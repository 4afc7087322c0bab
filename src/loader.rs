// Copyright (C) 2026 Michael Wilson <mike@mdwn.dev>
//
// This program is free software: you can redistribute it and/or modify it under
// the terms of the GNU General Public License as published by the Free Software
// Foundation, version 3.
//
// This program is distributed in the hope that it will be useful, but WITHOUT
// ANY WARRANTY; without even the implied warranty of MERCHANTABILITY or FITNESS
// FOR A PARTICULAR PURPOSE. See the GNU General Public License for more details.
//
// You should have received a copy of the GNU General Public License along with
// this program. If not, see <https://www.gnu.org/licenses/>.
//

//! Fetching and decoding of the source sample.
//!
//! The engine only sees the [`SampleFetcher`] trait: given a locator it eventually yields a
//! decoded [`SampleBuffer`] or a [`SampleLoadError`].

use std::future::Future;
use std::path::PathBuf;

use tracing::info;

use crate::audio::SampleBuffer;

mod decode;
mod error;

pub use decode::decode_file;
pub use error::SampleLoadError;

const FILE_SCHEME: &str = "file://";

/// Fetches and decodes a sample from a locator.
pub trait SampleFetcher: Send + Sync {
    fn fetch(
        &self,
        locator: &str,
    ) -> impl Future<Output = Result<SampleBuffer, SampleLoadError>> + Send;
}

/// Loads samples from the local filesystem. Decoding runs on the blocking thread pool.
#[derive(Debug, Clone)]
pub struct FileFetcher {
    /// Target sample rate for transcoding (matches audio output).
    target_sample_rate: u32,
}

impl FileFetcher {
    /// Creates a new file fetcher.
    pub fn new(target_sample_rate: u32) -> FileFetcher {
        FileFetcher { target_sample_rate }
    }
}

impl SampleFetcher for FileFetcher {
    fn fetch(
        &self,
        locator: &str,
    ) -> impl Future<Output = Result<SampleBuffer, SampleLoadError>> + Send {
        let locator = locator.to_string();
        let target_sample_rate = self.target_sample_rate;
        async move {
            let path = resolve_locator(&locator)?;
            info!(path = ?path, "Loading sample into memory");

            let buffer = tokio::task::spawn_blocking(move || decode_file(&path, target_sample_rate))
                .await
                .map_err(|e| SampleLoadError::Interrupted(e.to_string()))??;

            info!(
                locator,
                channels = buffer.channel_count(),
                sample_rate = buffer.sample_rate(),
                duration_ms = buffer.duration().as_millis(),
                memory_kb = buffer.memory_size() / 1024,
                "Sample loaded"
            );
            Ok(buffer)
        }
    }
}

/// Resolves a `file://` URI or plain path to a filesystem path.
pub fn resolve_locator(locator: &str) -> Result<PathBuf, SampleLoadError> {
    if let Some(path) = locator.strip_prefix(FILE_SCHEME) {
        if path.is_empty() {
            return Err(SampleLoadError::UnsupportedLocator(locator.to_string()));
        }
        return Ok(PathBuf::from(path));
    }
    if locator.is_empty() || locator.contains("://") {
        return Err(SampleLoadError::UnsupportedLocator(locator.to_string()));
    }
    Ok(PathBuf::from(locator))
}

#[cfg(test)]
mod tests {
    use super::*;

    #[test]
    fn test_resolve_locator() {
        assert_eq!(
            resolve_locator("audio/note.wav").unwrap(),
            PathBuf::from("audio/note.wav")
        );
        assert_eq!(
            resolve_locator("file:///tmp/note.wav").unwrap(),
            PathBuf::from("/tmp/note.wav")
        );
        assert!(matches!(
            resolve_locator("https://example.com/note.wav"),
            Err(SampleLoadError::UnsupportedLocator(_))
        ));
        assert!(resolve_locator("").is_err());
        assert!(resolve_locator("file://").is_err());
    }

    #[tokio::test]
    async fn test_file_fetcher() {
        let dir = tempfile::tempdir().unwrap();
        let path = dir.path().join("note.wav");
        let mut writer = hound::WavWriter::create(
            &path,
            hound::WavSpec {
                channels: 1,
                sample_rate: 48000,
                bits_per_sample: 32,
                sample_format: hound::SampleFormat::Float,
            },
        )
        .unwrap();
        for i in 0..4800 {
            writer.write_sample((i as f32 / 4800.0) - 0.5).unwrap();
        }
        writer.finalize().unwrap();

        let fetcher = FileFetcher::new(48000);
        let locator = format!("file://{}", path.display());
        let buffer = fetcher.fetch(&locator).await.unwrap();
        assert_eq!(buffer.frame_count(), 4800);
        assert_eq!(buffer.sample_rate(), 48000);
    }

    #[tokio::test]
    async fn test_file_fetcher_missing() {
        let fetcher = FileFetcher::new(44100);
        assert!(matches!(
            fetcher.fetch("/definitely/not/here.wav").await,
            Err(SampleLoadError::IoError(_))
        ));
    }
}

|---|

→ What you need to do
Copy exactly, and only, the lines from the line that contains "writer.finalize().unwrap();" through the end of the data above.

→ Solution to the exercise
        writer.finalize().unwrap();

        let fetcher = FileFetcher::new(48000);
        let locator = format!("file://{}", path.display());
        let buffer = fetcher.fetch(&locator).await.unwrap();
        assert_eq!(buffer.frame_count(), 4800);
        assert_eq!(buffer.sample_rate(), 48000);
    }

    #[tokio::test]
    async fn test_file_fetcher_missing() {
        let fetcher = FileFetcher::new(44100);
        assert!(matches!(
            fetcher.fetch("/definitely/not/here.wav").await,
            Err(SampleLoadError::IoError(_))
        ));
    }
}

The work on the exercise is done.